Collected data

//! Content extraction: deciding which text on a candidate page is the
//! title, which is the article body, and whether the page is a real
//! article at all.
//!
//! Title resolution walks an ordered list of [`TitleSource`] entries
//! (headings, title-ish classes, meta tags, the document title) and takes
//! the first non-empty result, falling back to the `"untitled"` literal.
//!
//! Body resolution tries three strategies in order, first success wins:
//!
//! 1. A primary content container (article/content selectors, the
//!    schema.org `articleBody` attribute, content-keyword divs), with
//!    boilerplate subtrees ignored.
//! 2. The `<main>` or `<body>` region with the same boilerplate filter.
//! 3. Every paragraph on the page.
//!
//! Each strategy is a pure function of the parsed markup; nothing computed
//! by a failed strategy leaks into the next one. The quality gate at the
//! end is bound to the paragraph list produced by the winning strategy.
//!
//! A `None` return is a rejection sentinel, not a failure: the page
//! fetched and parsed fine but does not qualify as an article.

use crate::models::NewsItem;
use crate::rules::{Rules, TitleSourceKind, FALLBACK_TITLE};
use crate::utils::{normalize_ws, truncate_for_log};
use itertools::Itertools;
use scraper::{ElementRef, Html};
use std::collections::HashSet;
use tracing::{debug, instrument, warn};

/// Extract a title/body pair from a candidate article page.
///
/// Deterministic and infallible: for fixed markup the result is always the
/// same, and unusable pages yield `None` rather than an error.
#[instrument(level = "debug", skip_all, fields(%url))]
pub fn extract_article(html: &str, url: &str, rules: &Rules) -> Option<NewsItem> {
    let document = Html::parse_document(html);

    let title = resolve_title(&document, rules);
    let paragraphs = resolve_body(&document, rules);
    let content = paragraphs.join(" ");

    // Quality gate, applied to the winning strategy's paragraph list.
    if content.chars().count() < rules.min_content_chars {
        warn!(len = content.chars().count(), "Too little content; rejecting");
        return None;
    }
    let lowered = content.to_lowercase();
    if let Some(marker) = rules.error_markers.iter().find(|m| lowered.contains(*m)) {
        warn!(marker = %marker, "Error-page marker in content; rejecting");
        return None;
    }
    let unique = paragraphs.iter().unique().count();
    if unique < rules.min_unique_paragraphs {
        warn!(unique, "Too few unique paragraphs; likely a listing page");
        return None;
    }

    debug!(
        %title,
        paragraphs = paragraphs.len(),
        preview = %truncate_for_log(&content, 120),
        "Extracted article"
    );
    Some(NewsItem {
        url: url.to_string(),
        title,
        content,
    })
}

/// Walk the ordered title sources and return the first non-empty text.
fn resolve_title(document: &Html, rules: &Rules) -> String {
    for source in &rules.title_sources {
        for element in document.select(&source.selector) {
            let text = match source.kind {
                TitleSourceKind::Text => element_text(&element),
                TitleSourceKind::Attr(attr) => {
                    element.attr(attr).map(normalize_ws).unwrap_or_default()
                }
            };
            if !text.is_empty() {
                return text;
            }
            // Only the first match per source is consulted.
            break;
        }
    }
    FALLBACK_TITLE.to_string()
}

/// Run the body strategies in order and return the winning paragraph list.
fn resolve_body(document: &Html, rules: &Rules) -> Vec<String> {
    // Strategy 1: a dedicated content container.
    for scope in container_candidates(document, rules) {
        let paragraphs = paragraphs_in(scope, rules, true);
        if !paragraphs.is_empty() {
            return paragraphs;
        }
    }

    // Strategy 2: the main/body region.
    let region = document
        .select(&rules.main_region)
        .next()
        .or_else(|| document.select(&rules.body_region).next());
    if let Some(scope) = region {
        let paragraphs = paragraphs_in(scope, rules, true);
        if !paragraphs.is_empty() {
            return paragraphs;
        }
    }

    // Strategy 3: every paragraph on the page.
    paragraphs_in(document.root_element(), rules, false)
}

/// Primary-container candidates in priority order.
fn container_candidates<'a>(document: &'a Html, rules: &Rules) -> Vec<ElementRef<'a>> {
    let mut candidates = Vec::new();
    if let Some(el) = document.select(&rules.primary_content).next() {
        candidates.push(el);
    }
    if let Some(el) = document.select(&rules.article_body_attr).next() {
        candidates.push(el);
    }
    if let Some(el) = document
        .select(&rules.classed_divs)
        .find(|div| attr_has_keyword(div.attr("class"), rules))
    {
        candidates.push(el);
    }
    if let Some(el) = document
        .select(&rules.id_divs)
        .find(|div| attr_has_keyword(div.attr("id"), rules))
    {
        candidates.push(el);
    }
    candidates
}

fn attr_has_keyword(value: Option<&str>, rules: &Rules) -> bool {
    value.is_some_and(|v| rules.content_keywords.iter().any(|k| v.contains(k)))
}

/// Collect the trimmed text of paragraphs under `scope` that pass the
/// length filter, optionally ignoring boilerplate subtrees (navigation,
/// sharing widgets, related-story blocks, comments, page chrome).
fn paragraphs_in(scope: ElementRef, rules: &Rules, skip_boilerplate: bool) -> Vec<String> {
    let ignored: HashSet<_> = if skip_boilerplate {
        scope.select(&rules.boilerplate).map(|e| e.id()).collect()
    } else {
        HashSet::new()
    };

    scope
        .select(&rules.paragraphs)
        .filter(|p| {
            !ignored.contains(&p.id()) && !p.ancestors().any(|a| ignored.contains(&a.id()))
        })
        .map(|p| element_text(&p))
        .filter(|text| text.chars().count() > rules.min_paragraph_chars)
        .collect()
}

fn element_text(element: &ElementRef) -> String {
    normalize_ws(&element.text().collect::<Vec<_>>().join(" "))
}

#[cfg(test)]
mod tests {
    use super::*;
    use crate::rules::DEFAULT_RULES;

    fn extract(html: &str) -> Option<NewsItem> {
        extract_article(html, "https://example.com/news/test-story", &DEFAULT_RULES)
    }

    const FULL_ARTICLE: &str = r#"
        <html><head><title>Site name</title></head><body>
        <h1>City council approves the new transit plan</h1>
        <article>
            <nav><p>Home News Sports Weather Politics Business Culture</p></nav>
            <p>The city council voted on Tuesday to approve a sweeping new transit plan.</p>
            <p>The plan includes new bus lanes, expanded light rail, and bicycle routes.</p>
            <p>Officials said construction would begin next spring at the earliest date.</p>
            <p>Opponents argued the projected costs were understated by a wide margin.</p>
            <div class="share"><p>Share this story on your favorite social network today</p></div>
        </article>
        </body></html>
    "#;

    #[test]
    fn test_full_article_extraction() {
        let item = extract(FULL_ARTICLE).unwrap();

        assert_eq!(item.title, "City council approves the new transit plan");
        assert!(item.content.starts_with("The city council voted on Tuesday"));
        assert!(item.content.contains("bicycle routes"));
        // Boilerplate subtrees are ignored.
        assert!(!item.content.contains("Share this story"));
        assert!(!item.content.contains("Home News Sports"));
    }

    #[test]
    fn test_determinism() {
        assert_eq!(extract(FULL_ARTICLE), extract(FULL_ARTICLE));
    }

    #[test]
    fn test_title_class_fallback() {
        let html = r#"
            <div class="article-title">Headline from a class selector</div>
            <article>
                <p>First paragraph with more than twenty characters of text.</p>
                <p>Second paragraph with more than twenty characters of text.</p>
                <p>Third paragraph with more than twenty characters of text.</p>
            </article>
        "#;
        let item = extract(html).unwrap();
        assert_eq!(item.title, "Headline from a class selector");
    }

    #[test]
    fn test_og_title_fallback() {
        let html = r#"
            <html><head><meta property="og:title" content="Headline from og:title"></head>
            <body><article>
                <p>First paragraph with more than twenty characters of text.</p>
                <p>Second paragraph with more than twenty characters of text.</p>
                <p>Third paragraph with more than twenty characters of text.</p>
            </article></body></html>
        "#;
        let item = extract(html).unwrap();
        assert_eq!(item.title, "Headline from og:title");
    }

    #[test]
    fn test_untitled_fallback() {
        let html = r#"
            <article>
                <p>First paragraph with more than twenty characters of text.</p>
                <p>Second paragraph with more than twenty characters of text.</p>
                <p>Third paragraph with more than twenty characters of text.</p>
            </article>
        "#;
        let item = extract(html).unwrap();
        assert_eq!(item.title, "untitled");
    }

    #[test]
    fn test_short_content_rejected() {
        let html = r#"
            <h1>A headline over a stub</h1>
            <article><p>Barely anything here at all.</p></article>
        "#;
        assert!(extract(html).is_none());
    }

    #[test]
    fn test_error_marker_rejected() {
        // Length alone passes the gate; the marker still rejects the page.
        let html = r#"
            <h1>Oops</h1>
            <article>
                <p>The page you were looking for could not be located on this server.</p>
                <p>Page not found. You may have followed an outdated or mistyped link.</p>
                <p>Try searching from the homepage or browse one of our sections below.</p>
            </article>
        "#;
        assert!(extract(html).is_none());
    }

    #[test]
    fn test_duplicate_paragraphs_rejected() {
        // Five paragraphs: two short duplicates are filtered by length and
        // the survivors collapse to two unique values.
        let html = r#"
            <article>
                <p>A teaser sentence repeated across every card on the listing page.</p>
                <p>short dup</p>
                <p>short dup</p>
                <p>A teaser sentence repeated across every card on the listing page.</p>
                <p>Another teaser sentence repeated beneath a second story card here.</p>
            </article>
        "#;
        assert!(extract(html).is_none());
    }

    #[test]
    fn test_unique_paragraphs_accepted() {
        let html = r#"
            <article>
                <p>First unique paragraph with enough text to pass the filter.</p>
                <p>Second unique paragraph with enough text to pass the filter.</p>
                <p>Third unique paragraph with enough text to pass the filter.</p>
            </article>
        "#;
        assert!(extract(html).is_some());
    }

    #[test]
    fn test_content_keyword_div() {
        let html = r#"
            <h1>Keyword container headline</h1>
            <div class="story-wrapper">
                <p>First paragraph inside a keyword-matched content wrapper div.</p>
                <p>Second paragraph inside a keyword-matched content wrapper div.</p>
                <p>Third paragraph inside a keyword-matched content wrapper div.</p>
            </div>
        "#;
        let item = extract(html).unwrap();
        assert!(item.content.contains("keyword-matched content wrapper"));
    }

    #[test]
    fn test_main_region_fallback() {
        let html = r#"
            <html><body>
            <header><p>A site-wide banner with some promotional text inside.</p></header>
            <main>
                <p>First paragraph living directly under the main region here.</p>
                <p>Second paragraph living directly under the main region here.</p>
                <p>Third paragraph living directly under the main region here.</p>
            </main>
            </body></html>
        "#;
        let item = extract(html).unwrap();
        assert!(item.content.contains("under the main region"));
        assert!(!item.content.contains("promotional text"));
    }

    #[test]
    fn test_last_strategy_ignores_no_boilerplate() {
        // Everything lives in a footer: strategies 1 and 2 skip it as
        // boilerplate, the final pass picks it up.
        let html = r#"
            <html><body><footer>
                <p>First paragraph stranded inside a footer region of the page.</p>
                <p>Second paragraph stranded inside a footer region of the page.</p>
                <p>Third paragraph stranded inside a footer region of the page.</p>
            </footer></body></html>
        "#;
        let item = extract(html).unwrap();
        assert!(item.content.contains("stranded inside a footer"));
    }

    #[test]
    fn test_paragraphs_joined_with_single_spaces() {
        let item = extract(FULL_ARTICLE).unwrap();
        assert!(item.content.contains("transit plan. The plan includes"));
    }
}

### Work item
Only the lines from the top of the data through the line that contains "title) and takes" should be quoted, exactly as they stand.

### Written solution
//! Content extraction: deciding which text on a candidate page is the
//! title, which is the article body, and whether the page is a real
//! article at all.
//!
//! Title resolution walks an ordered list of [`TitleSource`] entries
//! (headings, title-ish classes, meta tags, the document title) and takes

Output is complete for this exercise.